* TASK TO COMPLETE: The answer must restate the records below word for word.

START SOURCE INFORMATION

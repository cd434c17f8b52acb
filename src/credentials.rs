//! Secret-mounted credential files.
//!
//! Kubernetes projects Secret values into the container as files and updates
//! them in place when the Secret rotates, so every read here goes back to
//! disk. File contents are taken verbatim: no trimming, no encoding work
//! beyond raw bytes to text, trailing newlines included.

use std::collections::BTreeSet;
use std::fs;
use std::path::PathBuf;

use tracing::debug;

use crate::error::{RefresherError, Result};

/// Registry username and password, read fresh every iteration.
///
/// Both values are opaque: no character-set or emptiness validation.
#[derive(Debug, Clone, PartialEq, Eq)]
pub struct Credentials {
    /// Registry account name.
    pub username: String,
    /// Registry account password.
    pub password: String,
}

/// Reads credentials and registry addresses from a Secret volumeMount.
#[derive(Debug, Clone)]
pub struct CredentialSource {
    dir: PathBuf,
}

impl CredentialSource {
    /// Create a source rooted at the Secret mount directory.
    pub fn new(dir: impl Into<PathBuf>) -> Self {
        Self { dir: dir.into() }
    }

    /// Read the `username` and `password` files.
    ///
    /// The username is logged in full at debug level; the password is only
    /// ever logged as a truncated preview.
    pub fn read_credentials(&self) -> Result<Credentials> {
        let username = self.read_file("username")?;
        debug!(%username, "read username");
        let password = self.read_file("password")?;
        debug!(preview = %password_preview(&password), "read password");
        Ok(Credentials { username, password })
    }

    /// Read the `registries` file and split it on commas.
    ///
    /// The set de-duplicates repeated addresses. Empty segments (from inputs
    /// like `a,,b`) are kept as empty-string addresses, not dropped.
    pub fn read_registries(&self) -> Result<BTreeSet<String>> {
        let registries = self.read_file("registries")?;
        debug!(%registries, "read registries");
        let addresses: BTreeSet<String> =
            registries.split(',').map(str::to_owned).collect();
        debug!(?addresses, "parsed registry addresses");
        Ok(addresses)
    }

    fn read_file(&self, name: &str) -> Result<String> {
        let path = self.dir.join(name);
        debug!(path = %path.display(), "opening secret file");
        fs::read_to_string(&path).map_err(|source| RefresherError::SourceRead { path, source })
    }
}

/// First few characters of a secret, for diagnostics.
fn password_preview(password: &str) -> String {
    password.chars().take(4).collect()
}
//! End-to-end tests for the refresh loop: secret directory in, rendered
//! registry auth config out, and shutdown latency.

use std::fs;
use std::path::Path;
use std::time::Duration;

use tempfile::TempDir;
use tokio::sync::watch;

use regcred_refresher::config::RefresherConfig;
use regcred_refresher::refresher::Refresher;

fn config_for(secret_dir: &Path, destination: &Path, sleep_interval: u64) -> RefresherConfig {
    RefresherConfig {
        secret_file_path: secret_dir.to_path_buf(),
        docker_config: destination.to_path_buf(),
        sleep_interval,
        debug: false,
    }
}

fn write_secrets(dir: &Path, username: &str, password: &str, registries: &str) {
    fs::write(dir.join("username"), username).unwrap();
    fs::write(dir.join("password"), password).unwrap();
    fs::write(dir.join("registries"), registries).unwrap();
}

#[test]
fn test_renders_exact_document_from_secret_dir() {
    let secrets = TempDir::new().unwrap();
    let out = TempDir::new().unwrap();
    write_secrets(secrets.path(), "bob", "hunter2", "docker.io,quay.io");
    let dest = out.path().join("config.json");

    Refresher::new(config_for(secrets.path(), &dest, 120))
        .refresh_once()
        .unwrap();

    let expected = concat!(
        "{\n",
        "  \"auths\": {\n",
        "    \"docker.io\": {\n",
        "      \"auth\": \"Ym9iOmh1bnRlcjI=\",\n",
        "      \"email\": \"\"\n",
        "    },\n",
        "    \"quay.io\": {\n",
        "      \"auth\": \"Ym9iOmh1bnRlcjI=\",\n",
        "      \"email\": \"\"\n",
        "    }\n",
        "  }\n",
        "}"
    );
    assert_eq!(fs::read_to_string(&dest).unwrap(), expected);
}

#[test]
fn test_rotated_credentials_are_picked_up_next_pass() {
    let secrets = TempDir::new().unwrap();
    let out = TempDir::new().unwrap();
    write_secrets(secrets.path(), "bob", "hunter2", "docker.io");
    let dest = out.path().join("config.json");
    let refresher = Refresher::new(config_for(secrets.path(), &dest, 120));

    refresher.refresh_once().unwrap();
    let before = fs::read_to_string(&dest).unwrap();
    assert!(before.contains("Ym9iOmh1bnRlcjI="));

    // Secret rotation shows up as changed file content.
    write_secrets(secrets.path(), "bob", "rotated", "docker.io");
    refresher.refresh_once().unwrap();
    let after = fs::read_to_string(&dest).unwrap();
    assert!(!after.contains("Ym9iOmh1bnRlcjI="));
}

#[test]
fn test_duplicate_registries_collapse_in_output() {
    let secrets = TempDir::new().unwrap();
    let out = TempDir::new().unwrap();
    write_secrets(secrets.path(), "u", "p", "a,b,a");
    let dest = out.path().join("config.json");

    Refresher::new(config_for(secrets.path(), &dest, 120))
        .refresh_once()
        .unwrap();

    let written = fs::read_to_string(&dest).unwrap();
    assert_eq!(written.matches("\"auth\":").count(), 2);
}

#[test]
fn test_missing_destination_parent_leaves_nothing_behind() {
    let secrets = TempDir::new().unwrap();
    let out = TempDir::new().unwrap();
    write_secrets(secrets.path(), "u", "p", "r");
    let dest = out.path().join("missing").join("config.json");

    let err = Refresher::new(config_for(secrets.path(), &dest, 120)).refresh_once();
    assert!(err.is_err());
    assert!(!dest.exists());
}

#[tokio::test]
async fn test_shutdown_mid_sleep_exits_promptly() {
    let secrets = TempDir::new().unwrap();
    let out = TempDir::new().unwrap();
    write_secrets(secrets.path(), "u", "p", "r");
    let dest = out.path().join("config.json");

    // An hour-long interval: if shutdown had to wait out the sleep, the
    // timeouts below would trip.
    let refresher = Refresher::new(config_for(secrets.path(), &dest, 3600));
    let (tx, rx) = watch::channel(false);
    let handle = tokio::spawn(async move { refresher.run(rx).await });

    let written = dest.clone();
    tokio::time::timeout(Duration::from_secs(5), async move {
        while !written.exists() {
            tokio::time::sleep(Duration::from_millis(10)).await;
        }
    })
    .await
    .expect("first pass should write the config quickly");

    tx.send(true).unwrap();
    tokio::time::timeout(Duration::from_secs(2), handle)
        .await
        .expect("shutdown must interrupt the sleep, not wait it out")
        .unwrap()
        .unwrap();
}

END SOURCE INFORMATION

* ANSWER SECTION:
repository cd434c17f8b52acb
filename src/credentials.rs
//! Secret-mounted credential files.
//!
//! Kubernetes projects Secret values into the container as files and updates
//! them in place when the Secret rotates, so every read here goes back to
//! disk. File contents are taken verbatim: no trimming, no encoding work
//! beyond raw bytes to text, trailing newlines included.

use std::collections::BTreeSet;
use std::fs;
use std::path::PathBuf;

use tracing::debug;

use crate::error::{RefresherError, Result};

/// Registry username and password, read fresh every iteration.
///
/// Both values are opaque: no character-set or emptiness validation.
#[derive(Debug, Clone, PartialEq, Eq)]
pub struct Credentials {
    /// Registry account name.
    pub username: String,
    /// Registry account password.
    pub password: String,
}

/// Reads credentials and registry addresses from a Secret volumeMount.
#[derive(Debug, Clone)]
pub struct CredentialSource {
    dir: PathBuf,
}

impl CredentialSource {
    /// Create a source rooted at the Secret mount directory.
    pub fn new(dir: impl Into<PathBuf>) -> Self {
        Self { dir: dir.into() }
    }

    /// Read the `username` and `password` files.
    ///
    /// The username is logged in full at debug level; the password is only
    /// ever logged as a truncated preview.
    pub fn read_credentials(&self) -> Result<Credentials> {
        let username = self.read_file("username")?;
        debug!(%username, "read username");
        let password = self.read_file("password")?;
        debug!(preview = %password_preview(&password), "read password");
        Ok(Credentials { username, password })
    }

    /// Read the `registries` file and split it on commas.
    ///
    /// The set de-duplicates repeated addresses. Empty segments (from inputs
    /// like `a,,b`) are kept as empty-string addresses, not dropped.
    pub fn read_registries(&self) -> Result<BTreeSet<String>> {
        let registries = self.read_file("registries")?;
        debug!(%registries, "read registries");
        let addresses: BTreeSet<String> =
            registries.split(',').map(str::to_owned).collect();
        debug!(?addresses, "parsed registry addresses");
        Ok(addresses)
    }

    fn read_file(&self, name: &str) -> Result<String> {
        let path = self.dir.join(name);
        debug!(path = %path.display(), "opening secret file");
        fs::read_to_string(&path).map_err(|source| RefresherError::SourceRead { path, source })
    }
}

/// First few characters of a secret, for diagnostics.
fn password_preview(password: &str) -> String {
    password.chars().take(4).collect()
}
//! End-to-end tests for the refresh loop: secret directory in, rendered
//! registry auth config out, and shutdown latency.

use std::fs;
use std::path::Path;
use std::time::Duration;

use tempfile::TempDir;
use tokio::sync::watch;

use regcred_refresher::config::RefresherConfig;
use regcred_refresher::refresher::Refresher;

fn config_for(secret_dir: &Path, destination: &Path, sleep_interval: u64) -> RefresherConfig {
    RefresherConfig {
        secret_file_path: secret_dir.to_path_buf(),
        docker_config: destination.to_path_buf(),
        sleep_interval,
        debug: false,
    }
}

fn write_secrets(dir: &Path, username: &str, password: &str, registries: &str) {
    fs::write(dir.join("username"), username).unwrap();
    fs::write(dir.join("password"), password).unwrap();
    fs::write(dir.join("registries"), registries).unwrap();
}

#[test]
fn test_renders_exact_document_from_secret_dir() {
    let secrets = TempDir::new().unwrap();
    let out = TempDir::new().unwrap();
    write_secrets(secrets.path(), "bob", "hunter2", "docker.io,quay.io");
    let dest = out.path().join("config.json");

    Refresher::new(config_for(secrets.path(), &dest, 120))
        .refresh_once()
        .unwrap();

    let expected = concat!(
        "{\n",
        "  \"auths\": {\n",
        "    \"docker.io\": {\n",
        "      \"auth\": \"Ym9iOmh1bnRlcjI=\",\n",
        "      \"email\": \"\"\n",
        "    },\n",
        "    \"quay.io\": {\n",
        "      \"auth\": \"Ym9iOmh1bnRlcjI=\",\n",
        "      \"email\": \"\"\n",
        "    }\n",
        "  }\n",
        "}"
    );
    assert_eq!(fs::read_to_string(&dest).unwrap(), expected);
}

#[test]
fn test_rotated_credentials_are_picked_up_next_pass() {
    let secrets = TempDir::new().unwrap();
    let out = TempDir::new().unwrap();
    write_secrets(secrets.path(), "bob", "hunter2", "docker.io");
    let dest = out.path().join("config.json");
    let refresher = Refresher::new(config_for(secrets.path(), &dest, 120));

    refresher.refresh_once().unwrap();
    let before = fs::read_to_string(&dest).unwrap();
    assert!(before.contains("Ym9iOmh1bnRlcjI="));

    // Secret rotation shows up as changed file content.
    write_secrets(secrets.path(), "bob", "rotated", "docker.io");
    refresher.refresh_once().unwrap();
    let after = fs::read_to_string(&dest).unwrap();
    assert!(!after.contains("Ym9iOmh1bnRlcjI="));
}

#[test]
fn test_duplicate_registries_collapse_in_output() {
    let secrets = TempDir::new().unwrap();
    let out = TempDir::new().unwrap();
    write_secrets(secrets.path(), "u", "p", "a,b,a");
    let dest = out.path().join("config.json");

    Refresher::new(config_for(secrets.path(), &dest, 120))
        .refresh_once()
        .unwrap();

    let written = fs::read_to_string(&dest).unwrap();
    assert_eq!(written.matches("\"auth\":").count(), 2);
}

#[test]
fn test_missing_destination_parent_leaves_nothing_behind() {
    let secrets = TempDir::new().unwrap();
    let out = TempDir::new().unwrap();
    write_secrets(secrets.path(), "u", "p", "r");
    let dest = out.path().join("missing").join("config.json");

    let err = Refresher::new(config_for(secrets.path(), &dest, 120)).refresh_once();
    assert!(err.is_err());
    assert!(!dest.exists());
}

#[tokio::test]
async fn test_shutdown_mid_sleep_exits_promptly() {
    let secrets = TempDir::new().unwrap();
    let out = TempDir::new().unwrap();
    write_secrets(secrets.path(), "u", "p", "r");
    let dest = out.path().join("config.json");

    // An hour-long interval: if shutdown had to wait out the sleep, the
    // timeouts below would trip.
    let refresher = Refresher::new(config_for(secrets.path(), &dest, 3600));
    let (tx, rx) = watch::channel(false);
    let handle = tokio::spawn(async move { refresher.run(rx).await });

    let written = dest.clone();
    tokio::time::timeout(Duration::from_secs(5), async move {
        while !written.exists() {
            tokio::time::sleep(Duration::from_millis(10)).await;
        }
    })
    .await
    .expect("first pass should write the config quickly");

    tx.send(true).unwrap();
    tokio::time::timeout(Duration::from_secs(2), handle)
        .await
        .expect("shutdown must interrupt the sleep, not wait it out")
        .unwrap()
        .unwrap();
}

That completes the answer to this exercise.